* Your task:
Return the records exactly, from the first line through the "use crate::model::ModelRef;" line.

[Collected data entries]
****

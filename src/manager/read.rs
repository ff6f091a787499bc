//! The delegation read operation: simple, full, and AI-analysis modes.

use super::DelegationManager;
use crate::analysis;
use crate::api::{MessagePart, MessageRecord, Role};
use crate::delegation::{Delegation, DelegationStatus};
use crate::error::{Error, Result};
use crate::format::truncate;
use crate::model::ModelRef;

/// Max messages a full read returns regardless of the caller's limit.
const FULL_MODE_CAP: usize = 100;
/// Preview length for reasoning and tool-result content in full mode.
const PREVIEW_LEN: usize = 400;

#[derive(Debug, Clone)]
pub struct ReadArgs {
    pub id: String,
    /// `simple` (default), `full`, or `ai`.
    pub mode: String,
    /// Analysis model override as `provider/model`.
    pub ai_model: Option<String>,
    /// Full mode: only messages strictly after this id.
    pub since_message_id: Option<String>,
    /// Full mode: cap on returned messages.
    pub limit: Option<usize>,
    pub include_thinking: bool,
    pub include_tools: bool,
}

impl ReadArgs {
    pub fn new(id: impl Into<String>) -> Self {
        Self {
            id: id.into(),
            mode: "simple".to_string(),
            ai_model: None,
            since_message_id: None,
            limit: None,
            include_thinking: false,
            include_tools: false,
        }
    }
}

impl DelegationManager {
    /// Read a delegation's result as text.
    ///
    /// An unknown id is a hard [`Error::NotFound`]; every other failure mode
    /// comes back as descriptive text, so a calling agent always has
    /// something actionable.
    pub async fn read(&self, args: ReadArgs) -> Result<String> {
        let delegation = self
            .get(&args.id)
            .ok_or_else(|| Error::NotFound(args.id.clone()))?;

        if delegation.status == DelegationStatus::Running {
            return Ok(if args.mode == "ai" {
                format!(
                    "Delegation {} is still running ({} elapsed). AI analysis is only \
                     available after completion.",
                    delegation.id,
                    delegation.duration_string()
                )
            } else {
                format!(
                    "Delegation {} is still running ({} elapsed). Check back after the \
                     completion notification.",
                    delegation.id,
                    delegation.duration_string()
                )
            });
        }

        if delegation.status != DelegationStatus::Completed {
            let mut out = format!(
                "Delegation {} ended with status {} after {}.",
                delegation.id,
                delegation.status,
                delegation.duration_string()
            );
            if let Some(error) = &delegation.error {
                out.push_str(&format!("\nError: {error}"));
            }
            return Ok(out);
        }

        match args.mode.as_str() {
            "simple" => Ok(self.read_simple(&delegation).await),
            "full" => Ok(self.read_full(&delegation, &args).await),
            "ai" => Ok(self.read_ai(&delegation, &args).await),
            other => Ok(format!(
                "Invalid mode '{other}'. Valid modes: simple, full, ai."
            )),
        }
    }

    fn metadata_header(delegation: &Delegation) -> String {
        format!(
            "Delegation {} | agent: {} | status: {} | duration: {} | started: {} | completed: {}",
            delegation.id,
            delegation.agent,
            delegation.status,
            delegation.duration_string(),
            delegation.started_at.to_rfc3339(),
            delegation
                .completed_at
                .map(|t| t.to_rfc3339())
                .unwrap_or_else(|| "-".to_string()),
        )
    }

    /// Default mode: metadata header plus the last assistant message's text.
    async fn read_simple(&self, delegation: &Delegation) -> String {
        let messages = match self.api().list_messages(&delegation.id).await {
            Ok(messages) => messages,
            Err(e) => return format!("Failed to fetch messages for {}: {e}", delegation.id),
        };
        if messages.is_empty() {
            return format!("No messages recorded for delegation {}.", delegation.id);
        }

        let Some(last_assistant) = messages.iter().rev().find(|m| m.role == Role::Assistant)
        else {
            return format!(
                "Delegation {} produced no assistant output.",
                delegation.id
            );
        };

        let text = last_assistant.text();
        if text.is_empty() {
            return format!(
                "Delegation {}'s final assistant message contained no text.",
                delegation.id
            );
        }

        format!("{}\n\n{}", Self::metadata_header(delegation), text)
    }

    /// Full transcript with slicing, capping, and per-part gating.
    async fn read_full(&self, delegation: &Delegation, args: &ReadArgs) -> String {
        let mut messages = match self.api().list_messages(&delegation.id).await {
            Ok(messages) => messages,
            Err(e) => return format!("Failed to fetch messages for {}: {e}", delegation.id),
        };

        // Timestamps share one RFC 3339 UTC format, so lexical order is
        // chronological order.
        messages.sort_by(|a, b| a.time.cmp(&b.time));

        if let Some(since) = &args.since_message_id {
            if let Some(pos) = messages.iter().position(|m| &m.id == since) {
                messages.drain(..=pos);
            }
        }

        let cap = args.limit.unwrap_or(FULL_MODE_CAP).min(FULL_MODE_CAP);
        let remaining = messages.len().saturating_sub(cap);
        messages.truncate(cap);

        let mut out = Self::metadata_header(delegation);
        out.push('\n');
        for msg in &messages {
            out.push_str(&render_message(msg, args));
        }
        if remaining > 0 {
            out.push_str(&format!(
                "\n({remaining} more messages; pass since_message_id to continue)"
            ));
        }
        out
    }

    /// AI mode: resolve a model through the fallback chain and run the
    /// analysis helper.
    async fn read_ai(&self, delegation: &Delegation, args: &ReadArgs) -> String {
        let model_str = match &args.ai_model {
            Some(model) => Some(model.clone()),
            None => match &delegation.parent_model {
                Some(model) => Some(model.clone()),
                None => self
                    .api()
                    .global_config()
                    .await
                    .ok()
                    .and_then(|c| c.model),
            },
        };

        let Some(model_str) = model_str else {
            return "No analysis model could be resolved. Pass ai_model as \
                    'provider/model', or configure a default model."
                .to_string();
        };
        let Some(model) = ModelRef::parse(&model_str) else {
            return format!(
                "Analysis model '{model_str}' is not a valid 'provider/model' reference."
            );
        };

        let messages = match self.api().list_messages(&delegation.id).await {
            Ok(messages) => messages,
            Err(e) => return format!("Failed to fetch messages for {}: {e}", delegation.id),
        };

        let audit_dir = self
            .config()
            .debug_log
            .then(|| self.config().analysis_log_dir());
        match analysis::analyze(
            delegation,
            &messages,
            &model,
            self.catalog(),
            self.credentials(),
            self.completion().as_ref(),
            self.config().analysis_timeout(),
            audit_dir.as_deref(),
        )
        .await
        {
            Ok(report) => format!(
                "{}\n\nAnalysis ({model}):\n{report}",
                Self::metadata_header(delegation)
            ),
            Err(e) => format!("Analysis failed: {e}"),
        }
    }
}

fn render_message(msg: &MessageRecord, args: &ReadArgs) -> String {
    let role = match msg.role {
        Role::System => "system",
        Role::User => "user",
        Role::Assistant => "assistant",
    };
    let mut out = format!("\n[{role}] {} ({})\n", msg.time, msg.id);
    for part in &msg.parts {
        match part {
            MessagePart::Text { text } => {
                out.push_str(text);
                out.push('\n');
            }
            MessagePart::Reasoning { text } => {
                if args.include_thinking {
                    out.push_str(&format!("(reasoning) {}\n", truncate(text, PREVIEW_LEN)));
                }
            }
            MessagePart::ToolCall { name, .. } => {
                if args.include_tools {
                    out.push_str(&format!("(tool call: {name})\n"));
                }
            }
            MessagePart::ToolResult {
                content, is_error, ..
            } => {
                if args.include_tools {
                    let tag = if *is_error { "tool error" } else { "tool result" };
                    out.push_str(&format!("({tag}) {}\n", truncate(content, PREVIEW_LEN)));
                }
            }
            // Structural parts carry no reader-facing text.
            MessagePart::File { path, .. } => {
                out.push_str(&format!("(file: {path})\n"));
            }
            MessagePart::Patch { .. }
            | MessagePart::Snapshot { .. }
            | MessagePart::AgentSwitch { .. } => {}
        }
    }
    out
}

****

* Answer box:
filename src/manager/read.rs
repository ff6f091a787499bc
//! The delegation read operation: simple, full, and AI-analysis modes.

use super::DelegationManager;
use crate::analysis;
use crate::api::{MessagePart, MessageRecord, Role};
use crate::delegation::{Delegation, DelegationStatus};
use crate::error::{Error, Result};
use crate::format::truncate;
use crate::model::ModelRef;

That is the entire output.